If you haven’t seen The Girl Effect video produced by the Nike Foundation and the NoVo Foundation, take a minute and check it out.
The video has been around for a while, but I bring it up now because the head of the Nike Foundation, Maria Eitel, has just been nominated by president Obama to run the Corporation for National and Community Service. As Nathaniel Whittemore recently explained:
CNCS is in charge of a variety of programs, including the AmeriCorps program. Under the new Serve America Act, the program is supposed to grow from 75,000 to 250,000 placements, with an emphasis on filling unmeet needs in “an Education Corps; a Healthy Futures Corps; a Clean Energy Corps and a Veterans Corps.”
So here’s the thing, if philanthropy’s biggest opportunity is to figure out how to effectively share information, then spreading ideas becomes a core competency of great philanthropists. The Girl Effect isn’t just a moving video, it is a case study in effective idea propagation. That’s not just my opinion, the authors of Made to Stick literally used it as a case study and deconstructed the video to show why it works.

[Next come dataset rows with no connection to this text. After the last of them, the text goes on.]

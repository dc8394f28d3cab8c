use std::{
    fmt,
    marker::PhantomData,
    ops::{Add, Div, Mul, Neg, Not, Rem, Sub},
};

use value::Value;

use crate::{BinaryOp, BindingId, Expr, Expression, MaterializeError, PathSegment, Root, Typed, UnaryOp, ValueType};

/// A value of type `A` that will only exist once a field is resolved.
///
/// Every method returns a new description; nothing is evaluated. The type parameter lets the
/// builder reject `Remote<String> + Remote<i64>` and similar mistakes before a schema is ever
/// compiled, while the underlying [`Expr`] stays untyped.
pub struct Remote<A> {
    expr: Expr,
    _output: PhantomData<fn() -> A>,
}

impl<A> Clone for Remote<A> {
    fn clone(&self) -> Self {
        Remote::from_expr(self.expr.clone())
    }
}

impl<A> fmt::Debug for Remote<A> {
    fn fmt(&self, f: &mut fmt::Formatter<'_>) -> fmt::Result {
        f.debug_tuple("Remote").field(&self.expr).finish()
    }
}

fn segments<S: Into<PathSegment>>(segments: impl IntoIterator<Item = S>) -> Vec<PathSegment> {
    segments.into_iter().map(Into::into).collect()
}

impl<A> Remote<A> {
    fn from_expr(expr: Expr) -> Self {
        Remote {
            expr,
            _output: PhantomData,
        }
    }

    pub fn expr(&self) -> &Expr {
        &self.expr
    }

    pub fn into_expr(self) -> Expr {
        self.expr
    }

    /// Lowers the finished tree into the portable IR.
    pub fn materialize(&self) -> Result<Expression, MaterializeError> {
        self.expr.materialize()
    }

    /// Drops the static type. The result is checked at evaluation time only.
    pub fn erase(self) -> Remote<Value> {
        Remote::from_expr(self.expr.retype(ValueType::Any))
    }

    /// Logs the value this produces, labelled, every time it is evaluated. The result is the
    /// value itself.
    pub fn debug(self, label: impl Into<String>) -> Self {
        Remote::from_expr(Expr::Debug {
            label: label.into(),
            source: Box::new(self.expr),
        })
    }

    fn binary<B, C>(self, op: BinaryOp, rhs: Remote<B>) -> Remote<C> {
        Remote::from_expr(Expr::Binary {
            op,
            left: Box::new(self.expr),
            right: Box::new(rhs.expr),
        })
    }

    fn unary(self, op: UnaryOp) -> Self {
        Remote::from_expr(Expr::Unary {
            op,
            operand: Box::new(self.expr),
        })
    }
}

impl<A: Typed> Remote<A> {
    pub fn constant(value: A) -> Self
    where
        A: Into<Value>,
    {
        Remote::from_expr(Expr::Constant(value.into()))
    }

    /// A raw context path. The leading segments pick the slot: `["value", ..]` is the current
    /// value, `["parent", "value", ..]` the parent's (repeat `parent` to go further up),
    /// `["args", ..]` the field arguments and `["env", ..]` the execution environment.
    ///
    /// The slot is validated by [`Remote::materialize`].
    pub fn path<S: Into<PathSegment>>(path: impl IntoIterator<Item = S>) -> Self {
        Remote::from_expr(Expr::path(Root::Context, segments(path), A::value_type()))
    }

    pub fn current<S: Into<PathSegment>>(path: impl IntoIterator<Item = S>) -> Self {
        Remote::from_expr(Expr::path(Root::Current, segments(path), A::value_type()))
    }

    pub fn parent<S: Into<PathSegment>>(path: impl IntoIterator<Item = S>) -> Self {
        Self::ancestor(1, path)
    }

    /// `depth` hops up the context chain; `0` is the current context.
    pub fn ancestor<S: Into<PathSegment>>(depth: u32, path: impl IntoIterator<Item = S>) -> Self {
        Remote::from_expr(Expr::path(Root::Parent(depth), segments(path), A::value_type()))
    }

    pub fn args<S: Into<PathSegment>>(path: impl IntoIterator<Item = S>) -> Self {
        Remote::from_expr(Expr::path(Root::Args, segments(path), A::value_type()))
    }

    pub fn env<S: Into<PathSegment>>(path: impl IntoIterator<Item = S>) -> Self {
        Remote::from_expr(Expr::path(Root::Env, segments(path), A::value_type()))
    }

    /// Reads `key` off the produced record.
    pub fn get<B: Typed>(self, key: impl Into<String>) -> Remote<B> {
        Remote::from_expr(self.expr.descend(PathSegment::Key(key.into()), B::value_type()))
    }

    /// Reads the `index`-th item off the produced sequence.
    pub fn at<B: Typed>(self, index: usize) -> Remote<B> {
        Remote::from_expr(self.expr.descend(PathSegment::Index(index), B::value_type()))
    }

    /// Applies `f` to the produced value.
    ///
    /// When the value turns out to be a sequence or an optional at evaluation time, `f` applies
    /// to each item or to the present value instead, so the element `f` receives is left
    /// untyped.
    pub fn map<B: Typed>(self, f: impl FnOnce(Remote<A>) -> Remote<B>) -> Remote<B> {
        self.map_with(ValueType::Any, f)
    }

    pub fn equal(self, other: Remote<A>) -> Remote<bool> {
        self.binary(BinaryOp::Equal, other)
    }

    pub fn not_equal(self, other: Remote<A>) -> Remote<bool> {
        self.binary(BinaryOp::NotEqual, other)
    }

    pub fn less_than(self, other: Remote<A>) -> Remote<bool> {
        self.binary(BinaryOp::LessThan, other)
    }

    pub fn less_or_equal(self, other: Remote<A>) -> Remote<bool> {
        self.binary(BinaryOp::LessOrEqual, other)
    }

    pub fn greater_than(self, other: Remote<A>) -> Remote<bool> {
        self.binary(BinaryOp::GreaterThan, other)
    }

    pub fn greater_or_equal(self, other: Remote<A>) -> Remote<bool> {
        self.binary(BinaryOp::GreaterOrEqual, other)
    }

    /// `element` is the type the bound element is checked against.
    fn map_with<E, B, C>(self, element: ValueType, f: impl FnOnce(Remote<E>) -> Remote<B>) -> Remote<C> {
        let binding = BindingId::fresh();
        let element = Remote::from_expr(Expr::path(Root::Binding(binding), Vec::new(), element));
        Remote::from_expr(Expr::Map {
            source: Box::new(self.expr),
            binding,
            transform: Box::new(f(element).expr),
        })
    }
}

impl<A: Typed> Remote<Vec<A>> {
    /// Applies `f` to every item.
    pub fn map_each<B: Typed>(self, f: impl FnOnce(Remote<A>) -> Remote<B>) -> Remote<Vec<B>> {
        self.map_with(A::value_type(), f)
    }
}

impl<A: Typed> Remote<Option<A>> {
    /// Applies `f` to the present value; absent stays absent.
    pub fn map_some<B: Typed>(self, f: impl FnOnce(Remote<A>) -> Remote<B>) -> Remote<Option<B>> {
        self.map_with(A::value_type(), f)
    }

    /// Like [`Remote::map_some`] for an `f` that may itself produce absent.
    pub fn flat_map<B: Typed>(self, f: impl FnOnce(Remote<A>) -> Remote<Option<B>>) -> Remote<Option<B>> {
        Remote::from_expr(Expr::FlattenOptional(Box::new(self.map_some(f).expr)))
    }

    /// Unwraps the present value. Evaluating this on absent abandons the innermost enclosing map
    /// element, or the whole expression, with an absent result.
    pub fn flatten(self) -> Remote<A> {
        Remote::from_expr(Expr::FlattenOptional(Box::new(self.expr)))
    }
}

impl Remote<bool> {
    pub fn and(self, other: Remote<bool>) -> Remote<bool> {
        self.binary(BinaryOp::And, other)
    }

    pub fn or(self, other: Remote<bool>) -> Remote<bool> {
        self.binary(BinaryOp::Or, other)
    }
}

impl Remote<String> {
    pub fn concat(self, other: Remote<String>) -> Remote<String> {
        self.binary(BinaryOp::Concat, other)
    }
}

macro_rules! arithmetic {
    ($ty:ty: $($trait:ident::$method:ident => $op:ident),*) => {
        $(
            impl $trait for Remote<$ty> {
                type Output = Remote<$ty>;

                fn $method(self, rhs: Remote<$ty>) -> Self::Output {
                    self.binary(BinaryOp::$op, rhs)
                }
            }

            impl $trait<$ty> for Remote<$ty> {
                type Output = Remote<$ty>;

                fn $method(self, rhs: $ty) -> Self::Output {
                    self.binary(BinaryOp::$op, Remote::<$ty>::constant(rhs))
                }
            }
        )*
    };
}

arithmetic!(i64: Add::add => Add, Sub::sub => Sub, Mul::mul => Mul, Div::div => Div, Rem::rem => Rem);
arithmetic!(f64: Add::add => Add, Sub::sub => Sub, Mul::mul => Mul, Div::div => Div);

impl Neg for Remote<i64> {
    type Output = Remote<i64>;

    fn neg(self) -> Self::Output {
        self.unary(UnaryOp::Neg)
    }
}

impl Neg for Remote<f64> {
    type Output = Remote<f64>;

    fn neg(self) -> Self::Output {
        self.unary(UnaryOp::Neg)
    }
}

impl Not for Remote<bool> {
    type Output = Remote<bool>;

    fn not(self) -> Self::Output {
        self.unary(UnaryOp::Not)
    }
}

#[cfg(test)]
mod tests {
    use pretty_assertions::assert_eq;
    use value::Record;

    use super::*;

    fn lowered<A>(remote: Remote<A>) -> String {
        remote.materialize().unwrap().to_string()
    }

    #[test]
    fn path_plus_constant() {
        let remote = Remote::<i64>::current(["a"]) + 1;
        assert_eq!(lowered(remote), "(value.a + 1)");
    }

    #[test]
    fn raw_and_explicit_paths_lower_alike() {
        assert_eq!(
            Remote::<i64>::path(["value", "a"]).materialize(),
            Remote::<i64>::current(["a"]).materialize()
        );
        assert_eq!(
            Remote::<i64>::path(["parent", "parent", "value"]).materialize(),
            Remote::<i64>::ancestor(2, Vec::<&str>::new()).materialize()
        );
    }

    #[test]
    fn descending_keeps_a_single_path() {
        let remote = Remote::<Record>::current(["a"]).get::<Vec<i64>>("b").at::<i64>(1);
        let Expression::ContextPath(path) = remote.materialize().unwrap() else {
            unreachable!()
        };
        assert_eq!(path.to_string(), "value.a.b.1");
        assert_eq!(path.expected, ValueType::Int);
    }

    #[test]
    fn descending_a_computed_value_maps() {
        let remote = Remote::<Vec<Value>>::constant(vec![Value::record([("x", 1)])]).get::<i64>("x");
        assert_eq!(lowered(remote), r#"map([{"x":1}], it0.x)"#);
    }

    #[test]
    fn nested_maps() {
        let remote = Remote::<Vec<Vec<i64>>>::current(["matrix"])
            .map_each(|row| row.map_each(|cell| cell * 2))
            .debug("doubled");
        assert_eq!(lowered(remote), r#"debug("doubled", map(value.matrix, map(it0, (it0 * 2))))"#);
    }

    #[test]
    fn flat_map_flattens_once() {
        let remote = Remote::<Option<Record>>::current(["maybe"]).flat_map(|record| record.get::<Option<i64>>("n"));
        assert_eq!(lowered(remote), "flatten(map(value.maybe, it0.n))");
    }

    #[test]
    fn operators() {
        let flag = (!Remote::<i64>::args(["n"]).greater_than(Remote::constant(3)))
            .and(Remote::<String>::env(["mode"]).equal(Remote::constant(String::from("strict"))));
        assert_eq!(lowered(flag), r#"(!(args.n > 3) && (env.mode == "strict"))"#);
        assert_eq!(lowered(-Remote::<f64>::current(["x"]) / 2.0), "(-value.x / 2.0)");
    }

    #[test]
    fn erasing_relaxes_the_checked_type() {
        let Expression::ContextPath(path) = Remote::<i64>::current(["a"]).erase().materialize().unwrap() else {
            unreachable!()
        };
        assert_eq!(path.expected, ValueType::Any);
    }

    #[test]
    fn building_is_pure() {
        let base = Remote::<i64>::current(["a"]);
        let left = base.clone() + 1;
        let right = base.clone() * 2;
        assert_eq!(lowered(base), "value.a");
        assert_eq!(lowered(left), "(value.a + 1)");
        assert_eq!(lowered(right), "(value.a * 2)");
    }

    #[test]
    fn lowered_form_is_portable() {
        let expression = (Remote::<i64>::path(["parent", "value", "n"]) + 1).materialize().unwrap();
        let json = serde_json::to_string(&expression).unwrap();
        let back: Expression = serde_json::from_str(&json).unwrap();
        assert_eq!(back, expression);
        insta::assert_json_snapshot!(expression, @r###"
        {
          "Binary": {
            "op": "Add",
            "left": {
              "ContextPath": {
                "root": {
                  "Parent": 1
                },
                "segments": [
                  {
                    "Key": "n"
                  }
                ],
                "expected": "Int"
              }
            },
            "right": {
              "Constant": {
                "Int": 1
              }
            }
          }
        }
        "###);
    }
}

I think understanding how ideas spread is so important in philanthropy (and yet so poorly understood by a community who seems to revel in making philanthropy sound boring and academic) that I have books like The Tipping Point and Seth Godin’s books in the Tactical Philanthropy Bookstore (it is not a coincidence that the Made to Stick authors found the Girl Effect video on Seth Godin’s website. I’m reading Made to Stick right now and believe me, when I finish it will find its place in the bookstore.
So here’s what’s cool. Maria Eitel gets how to spread ideas. And now she’s in charge of dramatically expanding our national service program. AmeriCorps won’t swell in size AND impact simply because we present young people with statistics on why it is needed and monetary incentives. It will only occur if an certain kind of idea spreads.
Imagine if every foundation understood how ideas spread the way Maria Eitel does?